Kristalina Georgieva To Head The IMF

The 66-year-old Bulgarian economist and former chief executive of the World Bank remains the only candidate to replace Christine Lagarde.

Following heated negotiations and two rounds of voting, Kristalina Georgieva is the pick of European countries to become the International Monetary Fund’s next managing director.

Under a convention dating back to 1946, the choice of who heads the IMF rests with Europe, while the United States always picks the World Bank chief (EU countries and the US together hold 46% of the votes at the IMF). Unless that convention is overturned or an unknown challenger emerges, the 66-year-old Bulgarian economist and former chief executive of the World Bank remains the only candidate to replace Christine Lagarde. Georgieva has been granted dispensation from the rule that a new IMF chief should not be older than 65 when appointed.

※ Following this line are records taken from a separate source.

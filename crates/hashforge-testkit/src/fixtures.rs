//! Fixture vectors pinning the alias table and per-algorithm metadata.
//!
//! Each vector records the full expected metadata for one alias, so a
//! regression in the catalog, the classifier, or any size table shows up
//! as a concrete diff against a named expectation.

use hashforge_algo::{AlgorithmId, Family};

/// Expected metadata for one alias lookup.
#[derive(Debug, Clone)]
pub struct MetadataVector {
    /// Human-readable name for the vector.
    pub name: &'static str,
    /// The alias fed to `parse`.
    pub alias: &'static str,
    /// Expected identifier.
    pub id: AlgorithmId,
    /// Expected family.
    pub family: Family,
    /// Expected secondary-cache working-set bytes.
    pub l2: usize,
    /// Expected primary working-set bytes.
    pub l3: usize,
    /// Expected concurrent-lane limit.
    pub max_intensity: u32,
    /// Expected short name (and JSON string form).
    pub short_name: &'static str,
}

/// Get all fixture vectors for the compiled-in feature set.
pub fn all_vectors() -> Vec<MetadataVector> {
    let mut vectors = vec![
        MetadataVector {
            name: "CryptoNight v0 via canonical name",
            alias: "cryptonight/0",
            id: AlgorithmId::Cn0,
            family: Family::Cn,
            l2: 0,
            l3: 0x200000,
            max_intensity: 5,
            short_name: "cn/0",
        },
        MetadataVector {
            name: "CryptoNight v0 via bare legacy alias",
            alias: "cn",
            id: AlgorithmId::Cn0,
            family: Family::Cn,
            l2: 0,
            l3: 0x200000,
            max_intensity: 5,
            short_name: "cn/0",
        },
        MetadataVector {
            name: "CryptoNight v1 via short name",
            alias: "cn/1",
            id: AlgorithmId::Cn1,
            family: Family::Cn,
            l2: 0,
            l3: 0x200000,
            max_intensity: 5,
            short_name: "cn/1",
        },
        MetadataVector {
            name: "CryptoNight-Half",
            alias: "cryptonight/half",
            id: AlgorithmId::CnHalf,
            family: Family::Cn,
            l2: 0,
            l3: 0x200000,
            max_intensity: 5,
            short_name: "cn/half",
        },
        MetadataVector {
            name: "CryptoNight-Conceal via ccx alias",
            alias: "cn/ccx",
            id: AlgorithmId::CnConceal,
            family: Family::Cn,
            l2: 0,
            l3: 0x200000,
            max_intensity: 5,
            short_name: "cn/conceal",
        },
    ];

    #[cfg(feature = "cn-gpu")]
    vectors.push(MetadataVector {
        name: "CryptoNight-GPU pins one lane",
        alias: "cn/gpu",
        id: AlgorithmId::CnGpu,
        family: Family::Cn,
        l2: 0,
        l3: 0x200000,
        max_intensity: 1,
        short_name: "cn/gpu",
    });

    #[cfg(feature = "cn-lite")]
    vectors.push(MetadataVector {
        name: "CryptoNight-Lite via bare alias resolves to v1",
        alias: "cn-lite",
        id: AlgorithmId::CnLite1,
        family: Family::CnLite,
        l2: 0,
        l3: 0x100000,
        max_intensity: 5,
        short_name: "cn-lite/1",
    });

    #[cfg(feature = "cn-heavy")]
    vectors.push(MetadataVector {
        name: "CryptoNight-Heavy Haven via legacy spelling",
        alias: "cryptonight_haven",
        id: AlgorithmId::CnHeavyXhv,
        family: Family::CnHeavy,
        l2: 0,
        l3: 0x400000,
        max_intensity: 5,
        short_name: "cn-heavy/xhv",
    });

    #[cfg(feature = "cn-pico")]
    vectors.push(MetadataVector {
        name: "CryptoNight-Pico via turtle alias",
        alias: "cn-trtl",
        id: AlgorithmId::CnPico0,
        family: Family::CnPico,
        l2: 0,
        l3: 0x40000,
        max_intensity: 5,
        short_name: "cn-pico",
    });

    #[cfg(feature = "cn-extremelite")]
    vectors.push(MetadataVector {
        name: "CryptoNight-ExtremeLite via bare upx2",
        alias: "upx2",
        id: AlgorithmId::CnExtremeLite0,
        family: Family::CnExtremeLite,
        l2: 0,
        l3: 0x20000,
        max_intensity: 5,
        short_name: "cn-extremelite/upx2",
    });

    #[cfg(feature = "randomx")]
    vectors.extend_from_slice(&[
        MetadataVector {
            name: "RandomX base",
            alias: "rx/0",
            id: AlgorithmId::Rx0,
            family: Family::RandomX,
            l2: 0x40000,
            l3: 0x200000,
            max_intensity: 1,
            short_name: "rx/0",
        },
        MetadataVector {
            name: "RandomWOW via project name",
            alias: "RandomWOW",
            id: AlgorithmId::RxWow,
            family: Family::RandomX,
            l2: 0x20000,
            l3: 0x100000,
            max_intensity: 1,
            short_name: "rx/wow",
        },
        MetadataVector {
            name: "RandomARQ quarter-size dataset",
            alias: "rx/arq",
            id: AlgorithmId::RxArq,
            family: Family::RandomX,
            l2: 0x10000,
            l3: 0x40000,
            max_intensity: 1,
            short_name: "rx/arq",
        },
    ]);

    #[cfg(feature = "argon2")]
    vectors.extend_from_slice(&[
        MetadataVector {
            name: "Argon2 Chukwa via bare alias",
            alias: "chukwa",
            id: AlgorithmId::Ar2Chukwa,
            family: Family::Argon2,
            l2: 0,
            l3: 0x80000,
            max_intensity: 1,
            short_name: "argon2/chukwa",
        },
        MetadataVector {
            name: "Argon2 WRKZ has no short alias",
            alias: "argon2/wrkz",
            id: AlgorithmId::Ar2Wrkz,
            family: Family::Argon2,
            l2: 0,
            l3: 0x40000,
            max_intensity: 1,
            short_name: "argon2/wrkz",
        },
    ]);

    vectors
}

Georgieva’s nomination is seen as a victory for French President Emmanuel Macron and other southern European leaders who backed her. She will be the first Eastern European national to hold the top job at the Fund. A trained economist with more than 100 academic publications to her credit—including a textbook on microfinance—Georgieva is remembered by fellow students for playing the guitar and being the “life and soul” of the party.

Her first job at the World Bank was as an environmental economist, and she rose up the ranks to take charge of the global lender’s environmental strategy, policies and lending. After she joined the European Commission, she managed one of the world’s largest humanitarian-aid budgets and later oversaw the EU’s 161 billion euro ($178 billion) budget, tripling the amount of funding to tackle Europe’s refugee crisis.

With Georgieva at the helm, the IMF is likely focus more closely on development issues, climate change, and women’s participation in the workforce.

As a committed multilateralist and bridge-builder, she could move to rebalance the IMF’s governance to reflect the growing economic importance of China, India and other emerging nations.

Among the immediate challenges she will face is salvaging the record $57 billion bailout of Argentina and maintaining the IMF’s status and impartiality amid growing trade wars. She is also expected to ask the Fund’s shareholders to boost its reserves so that it can finance more IMF programs, which could be needed to address the impact of the global economic slowdown on heavily indebted nations.